Is SEO Dead?
I can't help and see the slew of announcements from Facebook recently at their F8 conference and not think to myself of the common adage from the behemoths of the 90's like Microsoft — "embrace and extend." I find it ironic that much of what Facebook is executing on is eerily similar to Microsoft's
failed Hailstrom initiative years ago. I wrote about Facebooks' Open Graph back in November. Its hard to not look at what they are doing in terms of wrapping the entire Web into a semantically structured environment all housed and operated with Facebook in the middle and think that this is a masterful job of "embrace and extend." VentureBeat does a nice job of summing up the major announcements with their round-up coverage here.
As a current application developer (check out Uno on Facebook) you can already see the advantage of Facebook, you get get access to massive scale — our applications on Facebook already rival our reach in the US and soon the world thru our own operated and operated sites. This is staggering considering that we have been running casual games sites for 10 years. In a world where extensions of the FB platform are getting adopted extremely quickly (there are over 100 million users of FaceBook Connect), I wonder what this means for the contextual Web. Google is most certainly threatened by the idea of traffic share being subverted by URLs and domains on the OpenWeb that can (and will) be treated like suped-up Facebook Fan pages. Today, I already get more social networking traffic thru Twitter and Facebook versus SEO on this blog. So, when traffic is being driven by social search, what happens to how we think about driving traffic in the future? In fact, should I really be viewing Facebook as my posting environment versus Typepad? Think about how many businesses Facebook could elminiate or how many markets could they shrink?
SEO has was the rage for many years. A couple of years ago, you would have SEO snake-oil salesman coming into your company jabbering about their "science" while demanding huge consulting fees.

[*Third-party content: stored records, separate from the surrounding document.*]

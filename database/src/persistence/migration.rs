use num_format::{Locale, ToFormattedString};
use thiserror::Error;

use super::storage::{Storage, StorageError};

#[derive(Error, Debug)]
pub enum MigrationError {
    #[error("Batch size must be greater than 0")]
    InvalidBatchSize,

    #[error("Storage error during migration: {0}")]
    Storage(#[from] StorageError),

    #[error("Source and destination are the same store")]
    SameStore,

    #[error("Row count mismatch after migration, expected {expected} found {actual}")]
    CountMismatch { expected: usize, actual: usize },
}

#[derive(Debug, Clone, PartialEq)]
pub struct MigrationReport {
    pub source_rows: usize,
    pub migrated_rows: usize,
    pub destination_rows: usize,
    pub batches: usize,
}

/// Copies every person from `source` into `destination`.
///
/// The source is read in full before the destination is touched. The destination is then reset,
/// rows are committed `batch_size` at a time and finally the destination row count is checked
/// against what was read from the source. The source schema is never created here, a missing
/// source table is an error.
pub async fn migrate(
    source: &dyn Storage,
    destination: &dyn Storage,
    batch_size: usize,
) -> Result<MigrationReport, MigrationError> {
    if batch_size == 0 {
        return Err(MigrationError::InvalidBatchSize);
    }

    if std::ptr::eq(
        source as *const _ as *const (),
        destination as *const _ as *const (),
    ) {
        return Err(MigrationError::SameStore);
    }

    let people = source.list().await?;

    log::info!(
        "Found {} records in source [Engine: {}]",
        people.len().to_formatted_string(&Locale::en),
        source.engine_name()
    );

    log::info!(
        "Preparing destination [Engine: {}]",
        destination.engine_name()
    );

    destination.init().await?;
    destination.reset_database().await?;

    let mut migrated_rows = 0;
    let mut batches = 0;

    for batch in people.chunks(batch_size) {
        destination.insert_batch(batch).await?;

        migrated_rows += batch.len();
        batches += 1;

        log::info!(
            "Migrated {} records...",
            migrated_rows.to_formatted_string(&Locale::en)
        );
    }

    let destination_rows = destination.count().await?;

    if destination_rows != people.len() {
        return Err(MigrationError::CountMismatch {
            expected: people.len(),
            actual: destination_rows,
        });
    }

    log::info!(
        "✅ Successfully migrated {} records in {} batches",
        migrated_rows.to_formatted_string(&Locale::en),
        batches
    );

    Ok(MigrationReport {
        source_rows: people.len(),
        migrated_rows,
        destination_rows,
        batches,
    })
}
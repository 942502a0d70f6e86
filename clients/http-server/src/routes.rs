use actix_web::{delete, get, post, put, web, HttpResponse, Responder};
use chrono::Utc;
use database::{consts::consts::EntityId, database::database::Database};
use serde_json::json;

use crate::{
    errors::{json_error_handler, ApiError},
    schema::{CreatePersonRequest, UpdatePersonRequest},
};

#[get("/")]
async fn root() -> impl Responder {
    HttpResponse::Ok().json(json!({
        "message": "Welcome to Person API. Visit /persons to manage people and /health to check the service."
    }))
}

/// Reports whether the backing store answers a trivial read
#[get("/health")]
async fn health(database: web::Data<Database>) -> HttpResponse {
    match database.health().await {
        Ok(report) => HttpResponse::Ok().json(json!({
            "status": "healthy",
            "database": "connected",
            "engine": report.engine,
            "timestamp": report.checked_at.to_rfc3339(),
        })),
        Err(e) => HttpResponse::ServiceUnavailable().json(json!({
            "detail": {
                "status": "unhealthy",
                "database": "disconnected",
                "error": e.to_string(),
                "timestamp": Utc::now().to_rfc3339(),
            }
        })),
    }
}

#[post("/persons")]
async fn create_person(
    database: web::Data<Database>,
    body: web::Json<CreatePersonRequest>,
) -> Result<HttpResponse, ApiError> {
    let request = body.into_inner();
    request.validate()?;

    let person = database
        .create(request.name, request.age, request.email)
        .await?;

    Ok(HttpResponse::Created().json(person))
}

#[get("/persons")]
async fn list_persons(database: web::Data<Database>) -> Result<HttpResponse, ApiError> {
    Ok(HttpResponse::Ok().json(database.list().await?))
}

#[get("/persons/{id}")]
async fn get_person(
    database: web::Data<Database>,
    id: web::Path<String>,
) -> Result<HttpResponse, ApiError> {
    let id = EntityId(id.into_inner());

    Ok(HttpResponse::Ok().json(database.get(&id).await?))
}

#[put("/persons/{id}")]
async fn update_person(
    database: web::Data<Database>,
    id: web::Path<String>,
    body: web::Json<UpdatePersonRequest>,
) -> Result<HttpResponse, ApiError> {
    let id = EntityId(id.into_inner());
    let update = body.into_inner().into_update()?;

    Ok(HttpResponse::Ok().json(database.update(&id, update).await?))
}

#[delete("/persons/{id}")]
async fn delete_person(
    database: web::Data<Database>,
    id: web::Path<String>,
) -> Result<HttpResponse, ApiError> {
    let id = EntityId(id.into_inner());

    database.delete(&id).await?;

    Ok(HttpResponse::NoContent().finish())
}

/// Registers every route plus the JSON extractor configuration. Expects a `Data<Database>` to be
/// registered on the app.
pub fn configure(cfg: &mut web::ServiceConfig) {
    cfg.app_data(web::JsonConfig::default().error_handler(json_error_handler))
        .service(root)
        .service(health)
        .service(create_person)
        .service(list_persons)
        .service(get_person)
        .service(update_person)
        .service(delete_person);
}
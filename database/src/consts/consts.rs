use std::fmt;

use serde::{Deserialize, Serialize};
use uuid::Uuid;

// New Type Pattern -- https://doc.rust-lang.org/rust-by-example/generics/new_types.html
#[derive(Serialize, Deserialize, Clone, Debug, PartialEq, Eq, Hash)]
pub struct EntityId(pub String);

impl EntityId {
    pub fn new() -> EntityId {
        EntityId(Uuid::new_v4().to_string())
    }

    pub fn as_str(&self) -> &str {
        &self.0
    }
}

impl Default for EntityId {
    fn default() -> Self {
        Self::new()
    }
}

impl fmt::Display for EntityId {
    fn fmt(&self, f: &mut fmt::Formatter<'_>) -> fmt::Result {
        write!(f, "{}", self.0)
    }
}

impl From<String> for EntityId {
    fn from(value: String) -> Self {
        EntityId(value)
    }
}

// Values
/// Rows committed per batch when copying between stores
pub const DEFAULT_MIGRATION_BATCH_SIZE: usize = 50;

#[cfg(test)]
mod tests {
    use super::*;

    #[test]
    fn new_ids_are_unique() {
        let first = EntityId::new();
        let second = EntityId::new();

        assert!(!first.as_str().is_empty());
        assert_ne!(first, second);
    }

    #[test]
    fn serializes_as_plain_string() {
        let id = EntityId("abc".to_string());

        assert_eq!(serde_json::to_string(&id).unwrap(), "\"abc\"");
    }
}
use std::collections::HashMap;
use thiserror::Error;

use crate::{consts::consts::EntityId, model::person::Person};

use super::row::{PersonRow, UpdatePersonData};

#[derive(Error, Debug, PartialEq)]
pub enum ApplyErrors {
    // CRUD - GET
    #[error("Not found, record does not exist: {0}")]
    CannotGetDoesNotExist(EntityId),

    // CRUD - CREATE
    #[error("Cannot create, record already exists: {0}")]
    CannotCreateWhenAlreadyExists(EntityId),

    // CRUD - UPDATE
    #[error("Cannot Update, record does not exist: {0}")]
    CannotUpdateDoesNotExist(EntityId),

    // CRUD - DELETE
    #[error("Cannot delete, record does not exist: {0}")]
    CannotDeleteDoesNotExist(EntityId),

    // Constraints
    #[error("Cannot set field to null: {0}")]
    NotNullConstraintViolation(String),
}

type RowPrimaryKey = String;

/// Rows keyed by id, the in-process stand-in for the `persons` table
#[derive(Default)]
pub struct PersonTable {
    pub person_rows: HashMap<RowPrimaryKey, PersonRow>,
    next_sequence: u64,
}

impl PersonTable {
    pub fn new() -> Self {
        Self {
            person_rows: HashMap::<RowPrimaryKey, PersonRow>::new(),
            next_sequence: 0,
        }
    }

    pub fn apply_add(&mut self, person: Person) -> Result<(), ApplyErrors> {
        if self.person_rows.contains_key(person.id.as_str()) {
            return Err(ApplyErrors::CannotCreateWhenAlreadyExists(person.id));
        }

        let sequence = self.next_sequence;
        self.next_sequence += 1;

        self.person_rows
            .insert(person.id.to_string(), PersonRow::new(person, sequence));

        Ok(())
    }

    pub fn apply_update(
        &mut self,
        id: &EntityId,
        update: &UpdatePersonData,
    ) -> Result<Person, ApplyErrors> {
        let person_row = self
            .person_rows
            .get_mut(id.as_str())
            .ok_or(ApplyErrors::CannotUpdateDoesNotExist(id.clone()))?;

        person_row.apply_update(update)
    }

    /// Returns the removed person
    pub fn apply_delete(&mut self, id: &EntityId) -> Result<Person, ApplyErrors> {
        self.person_rows
            .remove(id.as_str())
            .map(PersonRow::into_person)
            .ok_or(ApplyErrors::CannotDeleteDoesNotExist(id.clone()))
    }

    pub fn get(&self, id: &EntityId) -> Result<Person, ApplyErrors> {
        self.person_rows
            .get(id.as_str())
            .map(|row| row.current_state().clone())
            .ok_or(ApplyErrors::CannotGetDoesNotExist(id.clone()))
    }

    /// All rows in insertion order
    pub fn list(&self) -> Vec<Person> {
        let mut rows: Vec<&PersonRow> = self.person_rows.values().collect();

        rows.sort_by_key(|row| row.sequence);

        rows.into_iter()
            .map(|row| row.current_state().clone())
            .collect()
    }

    /// Drops every row, returns how many were dropped
    pub fn reset(&mut self) -> usize {
        let dropped = self.person_rows.len();

        self.person_rows.clear();
        self.next_sequence = 0;

        dropped
    }
}
use serde::{Deserialize, Serialize};

use crate::consts::consts::EntityId;

#[derive(Serialize, Deserialize, Clone, Debug, PartialEq)]
pub struct Person {
    pub id: EntityId,
    pub name: String,
    pub age: i32,
    pub email: String,
}

impl Person {
    /// Creates a person with a freshly generated id
    pub fn new(name: String, age: i32, email: String) -> Self {
        Person {
            id: EntityId::new(),
            name,
            age,
            email,
        }
    }

    pub fn new_test() -> Self {
        Person {
            id: EntityId("1".to_string()),
            name: "John Doe".to_string(),
            age: 30,
            email: "john@example.com".to_string(),
        }
    }
}
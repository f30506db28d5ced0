use std::path::PathBuf;

use clap::{Parser, Subcommand};
use regrid::UploadMode;
use regrid_cli::UploadRequest;
use tracing_subscriber::EnvFilter;

/// regrid - store files as chunked documents
#[derive(Parser, Debug)]
#[command(name = "regrid")]
#[command(author, version, about, long_about = None)]
struct Cli {
    #[command(subcommand)]
    command: Command,
}

#[derive(Subcommand, Debug)]
enum Command {
    /// Upload a local file into a fresh in-memory bucket and print its report
    Upload {
        /// File to read
        local_file: PathBuf,

        /// Path the file is stored under, e.g. /files/big.gz
        virtual_path: String,

        /// Database holding the bucket
        #[arg(long, default_value = "pyregrid")]
        database: String,

        /// Bucket name (overrides the config file)
        #[arg(long)]
        bucket: Option<String>,

        /// Chunk size in bytes (overrides the config file)
        #[arg(long)]
        chunk_size: Option<usize>,

        /// Maximum chunk writes in flight (overrides the config file)
        #[arg(long)]
        concurrency: Option<usize>,

        /// Write one chunk at a time
        #[arg(long)]
        sequential: bool,

        /// JSON bucket config
        #[arg(long)]
        config: Option<PathBuf>,

        /// Also print every stored document
        #[arg(long)]
        dump: bool,
    },
}

#[tokio::main]
async fn main() {
    tracing_subscriber::fmt()
        .with_env_filter(EnvFilter::from_default_env())
        .with_writer(std::io::stderr)
        .init();

    let cli = Cli::parse();
    let request = match cli.command {
        Command::Upload {
            local_file,
            virtual_path,
            database,
            bucket,
            chunk_size,
            concurrency,
            sequential,
            config,
            dump,
        } => UploadRequest {
            local_file,
            virtual_path,
            database,
            config,
            bucket,
            chunk_size,
            concurrency,
            mode: if sequential {
                UploadMode::Sequential
            } else {
                UploadMode::Concurrent
            },
            dump,
        },
    };

    let output = match regrid_cli::upload(&request).await {
        Ok(output) => output,
        Err(e) => {
            eprintln!("Error: {}", e);
            std::process::exit(1);
        }
    };

    match serde_json::to_string_pretty(&output) {
        Ok(json) => println!("{}", json),
        Err(e) => {
            eprintln!("Error: {}", e);
            std::process::exit(1);
        }
    }
}
#[async_trait]
impl DocumentStore for MemoryDocumentStore {
    async fn list_collections(&self, database: &str) -> Result<Vec<String>> {
        let state = self.lock()?;
        Ok(state.database(database)?.collections.keys().cloned().collect())
    }

    async fn ensure_collection(
        &self,
        database: &str,
        collection: &str,
        options: &CollectionOptions,
    ) -> Result<EnsureOutcome> {
        let mut state = self.lock()?;
        let db = state.database_mut(database)?;
        if db.collections.contains_key(collection) {
            return Ok(EnsureOutcome::Existed);
        }
        tracing::debug!(database, collection, "creating collection");
        db.collections
            .insert(collection.to_string(), Collection::new(options.clone()));
        Ok(EnsureOutcome::Created)
    }

    async fn list_indexes(&self, database: &str, collection: &str) -> Result<Vec<String>> {
        let state = self.lock()?;
        Ok(state
            .collection(database, collection)?
            .indexes
            .keys()
            .cloned()
            .collect())
    }

    async fn create_index(
        &self,
        database: &str,
        collection: &str,
        index: IndexSpec,
    ) -> Result<()> {
        let mut state = self.lock()?;
        let coll = state.collection_mut(database, collection)?;
        if coll.indexes.contains_key(&index.name) {
            return Err(StoreError::IndexExists {
                collection: collection.to_string(),
                index: index.name,
            });
        }

        tracing::debug!(database, collection, index = %index.name, "creating index");
        let mut built = Index::new(index);
        for (id, doc) in &coll.documents {
            built.reindex(id, doc);
        }
        coll.indexes.insert(built.spec.name.clone(), built);
        Ok(())
    }

    async fn wait_index_ready(
        &self,
        database: &str,
        collection: &str,
        index: &str,
    ) -> Result<()> {
        let state = self.lock()?;
        if state
            .collection(database, collection)?
            .indexes
            .contains_key(index)
        {
            Ok(())
        } else {
            Err(StoreError::NoSuchIndex {
                collection: collection.to_string(),
                index: index.to_string(),
            })
        }
    }

    async fn insert(
        &self,
        database: &str,
        collection: &str,
        mut document: Value,
    ) -> Result<DocumentId> {
        if !document.is_map() {
            return Err(StoreError::InvalidDocument {
                message: "document must be a map".to_string(),
            });
        }

        let mut state = self.lock()?;
        let now = state.tick();
        let coll = state.collection_mut(database, collection)?;
        let primary_key = coll.primary_key().to_string();

        let id = match document.field(&primary_key) {
            None => DocumentId::generate(),
            Some(Value::String(given)) => DocumentId::new(given.clone()),
            Some(_) => {
                return Err(StoreError::InvalidDocument {
                    message: format!("primary key '{}' must be a string", primary_key),
                })
            }
        };
        if coll.documents.contains_key(&id) {
            return Err(StoreError::InvalidDocument {
                message: format!("duplicate primary key {}", id),
            });
        }

        document.set_field(primary_key, Value::from(&id));
        document.resolve_server_time(now);
        coll.put(id.clone(), document);
        Ok(id)
    }

    async fn update(
        &self,
        database: &str,
        collection: &str,
        id: &DocumentId,
        mut partial: Value,
    ) -> Result<()> {
        let mut state = self.lock()?;
        let now = state.tick();
        let coll = state.collection_mut(database, collection)?;

        if let Some(pk) = partial.field(coll.primary_key()) {
            if pk != &Value::from(id) {
                return Err(StoreError::InvalidDocument {
                    message: "primary key cannot be changed".to_string(),
                });
            }
        }

        let Some(mut doc) = coll.documents.remove(id) else {
            return Err(StoreError::NoSuchDocument {
                collection: collection.to_string(),
                id: id.clone(),
            });
        };
        partial.resolve_server_time(now);
        doc.merge(partial);
        coll.put(id.clone(), doc);
        Ok(())
    }

    async fn get(
        &self,
        database: &str,
        collection: &str,
        id: &DocumentId,
    ) -> Result<Option<Value>> {
        let state = self.lock()?;
        Ok(state
            .collection(database, collection)?
            .documents
            .get(id)
            .cloned())
    }

    async fn scan_index(
        &self,
        database: &str,
        collection: &str,
        index: &str,
        prefix: &[Value],
    ) -> Result<Vec<(DocumentId, Value)>> {
        let state = self.lock()?;
        let coll = state.collection(database, collection)?;
        let idx = coll
            .indexes
            .get(index)
            .ok_or_else(|| StoreError::NoSuchIndex {
                collection: collection.to_string(),
                index: index.to_string(),
            })?;

        let mut hits: Vec<(&IndexKey, &DocumentId)> = idx
            .entries
            .iter()
            .filter(|(_, key)| key_has_prefix(key, prefix))
            .map(|(id, key)| (key, id))
            .collect();
        hits.sort_by(|(ka, ia), (kb, ib)| {
            Value::Array(ka.to_vec())
                .total_cmp(&Value::Array(kb.to_vec()))
                .then_with(|| ia.cmp(ib))
        });

        Ok(hits
            .into_iter()
            .filter_map(|(_, id)| coll.documents.get(id).map(|doc| (id.clone(), doc.clone())))
            .collect())
    }

    async fn now(&self) -> Result<DateTime<Utc>> {
        Ok(self.lock()?.tick())
    }
}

But, I wonder if natural search traffic just wont matter that much in the coming years. Not only are the search engine providers moving into offensive mode by rolling out their own social efforts (e.g, Google Buzz), but, site owners will have to think thru what their offering should look like the future.
Facebook is a open, walled-garden. The traffic techniques of the past are not gone by any means and I would argue that you will always want to own your own dirt (your own sites). But, its going to be harder to deploy the standard traffic techniques like link baiting that have been used successfully to drive customer traffic. Your search engine results page (SERP) could in fact become less important when your SEO traffic gets trumped by your SMO traffic.